(TASK INPUT begins)

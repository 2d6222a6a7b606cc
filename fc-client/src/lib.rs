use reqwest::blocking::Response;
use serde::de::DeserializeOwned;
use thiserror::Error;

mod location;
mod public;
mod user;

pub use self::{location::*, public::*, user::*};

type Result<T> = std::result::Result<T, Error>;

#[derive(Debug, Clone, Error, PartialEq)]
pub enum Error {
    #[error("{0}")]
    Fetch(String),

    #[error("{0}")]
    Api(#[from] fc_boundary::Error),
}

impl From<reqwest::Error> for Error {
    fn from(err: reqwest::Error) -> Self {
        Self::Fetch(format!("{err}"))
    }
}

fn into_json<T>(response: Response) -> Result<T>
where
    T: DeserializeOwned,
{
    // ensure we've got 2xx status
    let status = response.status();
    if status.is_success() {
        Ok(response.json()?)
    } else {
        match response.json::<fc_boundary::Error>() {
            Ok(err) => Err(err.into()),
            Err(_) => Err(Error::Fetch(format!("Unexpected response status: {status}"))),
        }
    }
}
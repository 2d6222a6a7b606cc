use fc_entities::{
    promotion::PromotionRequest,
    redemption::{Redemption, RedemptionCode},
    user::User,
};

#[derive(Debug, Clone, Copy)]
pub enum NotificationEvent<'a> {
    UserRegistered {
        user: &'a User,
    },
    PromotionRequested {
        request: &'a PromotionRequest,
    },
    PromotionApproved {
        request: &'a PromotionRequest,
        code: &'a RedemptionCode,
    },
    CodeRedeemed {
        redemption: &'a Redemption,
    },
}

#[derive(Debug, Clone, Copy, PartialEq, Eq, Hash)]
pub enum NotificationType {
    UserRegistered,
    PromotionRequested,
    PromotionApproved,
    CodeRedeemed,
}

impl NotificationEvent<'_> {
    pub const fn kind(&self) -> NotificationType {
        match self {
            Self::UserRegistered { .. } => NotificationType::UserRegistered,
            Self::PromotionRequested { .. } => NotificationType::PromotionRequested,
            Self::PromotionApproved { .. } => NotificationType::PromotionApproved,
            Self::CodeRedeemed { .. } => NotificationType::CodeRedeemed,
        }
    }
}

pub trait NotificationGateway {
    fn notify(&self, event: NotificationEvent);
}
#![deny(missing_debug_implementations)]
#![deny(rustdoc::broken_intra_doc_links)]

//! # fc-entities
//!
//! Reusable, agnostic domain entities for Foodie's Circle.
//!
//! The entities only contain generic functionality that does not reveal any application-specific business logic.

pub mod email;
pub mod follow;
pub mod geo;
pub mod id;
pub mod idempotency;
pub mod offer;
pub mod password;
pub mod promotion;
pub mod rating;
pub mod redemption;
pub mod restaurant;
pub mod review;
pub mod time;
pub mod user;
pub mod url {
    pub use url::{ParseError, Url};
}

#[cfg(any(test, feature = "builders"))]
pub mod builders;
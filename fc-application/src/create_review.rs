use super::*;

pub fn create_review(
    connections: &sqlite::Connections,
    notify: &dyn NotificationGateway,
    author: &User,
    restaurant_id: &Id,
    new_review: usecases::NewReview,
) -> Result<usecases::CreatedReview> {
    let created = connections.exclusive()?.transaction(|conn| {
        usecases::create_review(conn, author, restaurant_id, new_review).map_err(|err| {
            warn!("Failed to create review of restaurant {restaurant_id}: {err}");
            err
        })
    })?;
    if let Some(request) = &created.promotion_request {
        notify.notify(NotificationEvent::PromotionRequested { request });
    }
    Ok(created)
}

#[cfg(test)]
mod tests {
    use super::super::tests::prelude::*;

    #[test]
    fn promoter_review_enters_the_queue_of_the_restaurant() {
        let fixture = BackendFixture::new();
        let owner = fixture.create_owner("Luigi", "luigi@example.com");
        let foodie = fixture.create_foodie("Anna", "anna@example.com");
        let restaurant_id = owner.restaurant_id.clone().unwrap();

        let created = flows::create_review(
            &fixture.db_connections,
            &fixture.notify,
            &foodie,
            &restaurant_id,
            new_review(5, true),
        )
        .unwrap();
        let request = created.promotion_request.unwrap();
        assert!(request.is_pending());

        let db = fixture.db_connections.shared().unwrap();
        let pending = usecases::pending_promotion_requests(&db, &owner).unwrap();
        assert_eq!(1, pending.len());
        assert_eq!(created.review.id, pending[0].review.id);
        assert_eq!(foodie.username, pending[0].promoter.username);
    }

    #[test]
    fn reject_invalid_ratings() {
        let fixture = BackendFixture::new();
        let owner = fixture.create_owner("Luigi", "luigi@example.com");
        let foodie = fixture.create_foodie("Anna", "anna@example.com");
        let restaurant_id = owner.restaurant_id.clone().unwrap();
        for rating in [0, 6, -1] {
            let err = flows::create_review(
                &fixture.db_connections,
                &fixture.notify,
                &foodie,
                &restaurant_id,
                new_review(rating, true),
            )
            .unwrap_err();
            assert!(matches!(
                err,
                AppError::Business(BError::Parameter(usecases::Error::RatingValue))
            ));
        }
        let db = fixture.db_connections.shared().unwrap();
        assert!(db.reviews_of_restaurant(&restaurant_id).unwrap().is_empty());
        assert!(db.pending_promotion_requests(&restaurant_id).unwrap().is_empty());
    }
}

(TASK INPUT ends)

» **PROBLEM TO SOLVE**
Among the lines above, which contain the word "author"? Copy every one.

» **PROBLEM SOLUTION**
    author: &User,
        usecases::create_review(conn, author, restaurant_id, new_review).map_err(|err| {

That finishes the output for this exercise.